What to produce:
When you print the records, keep every line identical to the original.

[Collected data]
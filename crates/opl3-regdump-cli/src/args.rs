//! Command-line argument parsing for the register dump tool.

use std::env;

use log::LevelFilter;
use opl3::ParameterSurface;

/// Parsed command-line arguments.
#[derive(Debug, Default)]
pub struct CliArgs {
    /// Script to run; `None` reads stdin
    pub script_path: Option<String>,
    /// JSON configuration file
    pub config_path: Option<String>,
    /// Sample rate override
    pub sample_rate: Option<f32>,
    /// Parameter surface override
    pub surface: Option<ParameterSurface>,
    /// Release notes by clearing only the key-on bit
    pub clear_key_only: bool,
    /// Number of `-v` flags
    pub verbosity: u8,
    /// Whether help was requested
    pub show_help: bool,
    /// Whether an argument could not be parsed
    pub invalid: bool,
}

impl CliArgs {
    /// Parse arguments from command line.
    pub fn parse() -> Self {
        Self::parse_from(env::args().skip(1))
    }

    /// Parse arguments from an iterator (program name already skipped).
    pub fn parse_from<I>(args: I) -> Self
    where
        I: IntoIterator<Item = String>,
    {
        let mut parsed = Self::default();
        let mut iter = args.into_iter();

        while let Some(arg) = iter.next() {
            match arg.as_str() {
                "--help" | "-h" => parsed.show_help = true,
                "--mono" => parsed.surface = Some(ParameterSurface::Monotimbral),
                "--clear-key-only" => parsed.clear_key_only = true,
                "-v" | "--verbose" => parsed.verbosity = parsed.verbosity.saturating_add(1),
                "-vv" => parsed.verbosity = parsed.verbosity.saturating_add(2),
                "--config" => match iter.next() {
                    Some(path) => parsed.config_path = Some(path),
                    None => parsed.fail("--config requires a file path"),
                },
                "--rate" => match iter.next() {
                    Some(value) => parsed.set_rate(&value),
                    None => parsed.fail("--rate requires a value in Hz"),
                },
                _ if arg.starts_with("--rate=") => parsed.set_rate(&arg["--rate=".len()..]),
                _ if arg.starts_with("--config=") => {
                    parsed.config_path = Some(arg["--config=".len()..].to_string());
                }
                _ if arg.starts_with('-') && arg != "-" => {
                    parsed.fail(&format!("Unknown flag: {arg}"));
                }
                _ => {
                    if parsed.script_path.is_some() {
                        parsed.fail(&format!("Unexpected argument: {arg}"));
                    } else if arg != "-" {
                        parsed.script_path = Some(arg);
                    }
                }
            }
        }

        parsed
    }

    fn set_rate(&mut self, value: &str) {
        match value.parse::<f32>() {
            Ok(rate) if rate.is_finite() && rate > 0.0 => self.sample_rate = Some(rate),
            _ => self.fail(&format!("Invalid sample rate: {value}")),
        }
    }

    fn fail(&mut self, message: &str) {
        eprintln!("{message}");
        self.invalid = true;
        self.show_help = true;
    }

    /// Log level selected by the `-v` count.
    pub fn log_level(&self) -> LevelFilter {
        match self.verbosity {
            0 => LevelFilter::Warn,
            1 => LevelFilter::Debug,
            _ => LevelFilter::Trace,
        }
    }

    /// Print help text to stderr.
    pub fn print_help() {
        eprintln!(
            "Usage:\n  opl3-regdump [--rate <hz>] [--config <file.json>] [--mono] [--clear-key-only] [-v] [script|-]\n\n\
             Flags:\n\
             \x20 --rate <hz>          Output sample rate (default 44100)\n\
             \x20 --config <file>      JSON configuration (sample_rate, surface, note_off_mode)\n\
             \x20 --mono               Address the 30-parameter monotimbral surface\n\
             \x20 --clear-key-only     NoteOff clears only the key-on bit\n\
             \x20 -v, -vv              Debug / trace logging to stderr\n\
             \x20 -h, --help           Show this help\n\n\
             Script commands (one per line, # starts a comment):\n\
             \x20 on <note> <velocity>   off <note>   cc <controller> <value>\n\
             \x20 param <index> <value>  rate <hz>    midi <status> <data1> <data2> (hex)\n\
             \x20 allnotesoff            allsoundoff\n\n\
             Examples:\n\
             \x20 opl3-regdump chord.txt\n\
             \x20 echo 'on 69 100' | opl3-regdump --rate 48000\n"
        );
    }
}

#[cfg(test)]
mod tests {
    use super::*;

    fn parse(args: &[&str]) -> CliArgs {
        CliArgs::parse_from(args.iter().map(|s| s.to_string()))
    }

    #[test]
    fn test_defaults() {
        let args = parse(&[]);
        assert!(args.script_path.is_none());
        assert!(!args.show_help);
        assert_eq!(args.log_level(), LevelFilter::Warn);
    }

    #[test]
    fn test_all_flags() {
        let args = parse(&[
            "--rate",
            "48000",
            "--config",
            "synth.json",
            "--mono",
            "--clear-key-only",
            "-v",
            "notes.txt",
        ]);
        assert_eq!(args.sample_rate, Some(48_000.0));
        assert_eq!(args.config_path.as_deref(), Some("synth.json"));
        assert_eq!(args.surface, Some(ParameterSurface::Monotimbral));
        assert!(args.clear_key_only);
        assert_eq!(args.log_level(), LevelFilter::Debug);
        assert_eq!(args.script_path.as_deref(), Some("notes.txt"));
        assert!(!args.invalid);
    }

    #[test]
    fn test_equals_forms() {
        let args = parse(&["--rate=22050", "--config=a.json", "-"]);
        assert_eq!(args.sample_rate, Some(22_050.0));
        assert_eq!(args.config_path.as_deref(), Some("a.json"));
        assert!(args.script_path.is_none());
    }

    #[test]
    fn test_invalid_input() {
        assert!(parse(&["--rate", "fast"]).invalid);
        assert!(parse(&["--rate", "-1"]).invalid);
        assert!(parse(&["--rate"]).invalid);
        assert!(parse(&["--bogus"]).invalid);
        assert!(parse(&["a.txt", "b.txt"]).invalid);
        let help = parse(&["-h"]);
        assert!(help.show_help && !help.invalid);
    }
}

Your response:
filename crates/opl3-regdump-cli/src/args.rs
//! Command-line argument parsing for the register dump tool.

use std::env;

use log::LevelFilter;
use opl3::ParameterSurface;

/// Parsed command-line arguments.
#[derive(Debug, Default)]
pub struct CliArgs {
    /// Script to run; `None` reads stdin
    pub script_path: Option<String>,
    /// JSON configuration file
    pub config_path: Option<String>,
    /// Sample rate override
    pub sample_rate: Option<f32>,
    /// Parameter surface override
    pub surface: Option<ParameterSurface>,
    /// Release notes by clearing only the key-on bit
    pub clear_key_only: bool,
    /// Number of `-v` flags
    pub verbosity: u8,
    /// Whether help was requested
    pub show_help: bool,
    /// Whether an argument could not be parsed
    pub invalid: bool,
}

impl CliArgs {
    /// Parse arguments from command line.
    pub fn parse() -> Self {
        Self::parse_from(env::args().skip(1))
    }

    /// Parse arguments from an iterator (program name already skipped).
    pub fn parse_from<I>(args: I) -> Self
    where
        I: IntoIterator<Item = String>,
    {
        let mut parsed = Self::default();
        let mut iter = args.into_iter();

        while let Some(arg) = iter.next() {
            match arg.as_str() {
                "--help" | "-h" => parsed.show_help = true,
                "--mono" => parsed.surface = Some(ParameterSurface::Monotimbral),
                "--clear-key-only" => parsed.clear_key_only = true,
                "-v" | "--verbose" => parsed.verbosity = parsed.verbosity.saturating_add(1),
                "-vv" => parsed.verbosity = parsed.verbosity.saturating_add(2),
                "--config" => match iter.next() {
                    Some(path) => parsed.config_path = Some(path),
                    None => parsed.fail("--config requires a file path"),
                },
                "--rate" => match iter.next() {
                    Some(value) => parsed.set_rate(&value),
                    None => parsed.fail("--rate requires a value in Hz"),
                },
                _ if arg.starts_with("--rate=") => parsed.set_rate(&arg["--rate=".len()..]),
                _ if arg.starts_with("--config=") => {
                    parsed.config_path = Some(arg["--config=".len()..].to_string());
                }
                _ if arg.starts_with('-') && arg != "-" => {
                    parsed.fail(&format!("Unknown flag: {arg}"));
                }
                _ => {
                    if parsed.script_path.is_some() {
                        parsed.fail(&format!("Unexpected argument: {arg}"));
                    } else if arg != "-" {
                        parsed.script_path = Some(arg);
                    }
                }
            }
        }

        parsed
    }

    fn set_rate(&mut self, value: &str) {
        match value.parse::<f32>() {
            Ok(rate) if rate.is_finite() && rate > 0.0 => self.sample_rate = Some(rate),
            _ => self.fail(&format!("Invalid sample rate: {value}")),
        }
    }

    fn fail(&mut self, message: &str) {
        eprintln!("{message}");
        self.invalid = true;
        self.show_help = true;
    }

    /// Log level selected by the `-v` count.
    pub fn log_level(&self) -> LevelFilter {
        match self.verbosity {
            0 => LevelFilter::Warn,
            1 => LevelFilter::Debug,
            _ => LevelFilter::Trace,
        }
    }

    /// Print help text to stderr.
    pub fn print_help() {
        eprintln!(
            "Usage:\n  opl3-regdump [--rate <hz>] [--config <file.json>] [--mono] [--clear-key-only] [-v] [script|-]\n\n\
             Flags:\n\
             \x20 --rate <hz>          Output sample rate (default 44100)\n\
             \x20 --config <file>      JSON configuration (sample_rate, surface, note_off_mode)\n\
             \x20 --mono               Address the 30-parameter monotimbral surface\n\
             \x20 --clear-key-only     NoteOff clears only the key-on bit\n\
             \x20 -v, -vv              Debug / trace logging to stderr\n\
             \x20 -h, --help           Show this help\n\n\
             Script commands (one per line, # starts a comment):\n\
             \x20 on <note> <velocity>   off <note>   cc <controller> <value>\n\
             \x20 param <index> <value>  rate <hz>    midi <status> <data1> <data2> (hex)\n\
             \x20 allnotesoff            allsoundoff\n\n\
             Examples:\n\
             \x20 opl3-regdump chord.txt\n\
             \x20 echo 'on 69 100' | opl3-regdump --rate 48000\n"
        );
    }
}

#[cfg(test)]
mod tests {
    use super::*;

    fn parse(args: &[&str]) -> CliArgs {
        CliArgs::parse_from(args.iter().map(|s| s.to_string()))
    }

    #[test]
    fn test_defaults() {
        let args = parse(&[]);
        assert!(args.script_path.is_none());
        assert!(!args.show_help);
        assert_eq!(args.log_level(), LevelFilter::Warn);
    }

    #[test]
    fn test_all_flags() {
        let args = parse(&[
            "--rate",
            "48000",
            "--config",
            "synth.json",
            "--mono",
            "--clear-key-only",
            "-v",
            "notes.txt",
        ]);
        assert_eq!(args.sample_rate, Some(48_000.0));
        assert_eq!(args.config_path.as_deref(), Some("synth.json"));
        assert_eq!(args.surface, Some(ParameterSurface::Monotimbral));
        assert!(args.clear_key_only);
        assert_eq!(args.log_level(), LevelFilter::Debug);
        assert_eq!(args.script_path.as_deref(), Some("notes.txt"));
        assert!(!args.invalid);
    }

    #[test]
    fn test_equals_forms() {
        let args = parse(&["--rate=22050", "--config=a.json", "-"]);
        assert_eq!(args.sample_rate, Some(22_050.0));
        assert_eq!(args.config_path.as_deref(), Some("a.json"));
        assert!(args.script_path.is_none());
    }

    #[test]
    fn test_invalid_input() {
        assert!(parse(&["--rate", "fast"]).invalid);
        assert!(parse(&["--rate", "-1"]).invalid);
        assert!(parse(&["--rate"]).invalid);
        assert!(parse(&["--bogus"]).invalid);
        assert!(parse(&["a.txt", "b.txt"]).invalid);
        let help = parse(&["-h"]);
        assert!(help.show_help && !help.invalid);
    }
}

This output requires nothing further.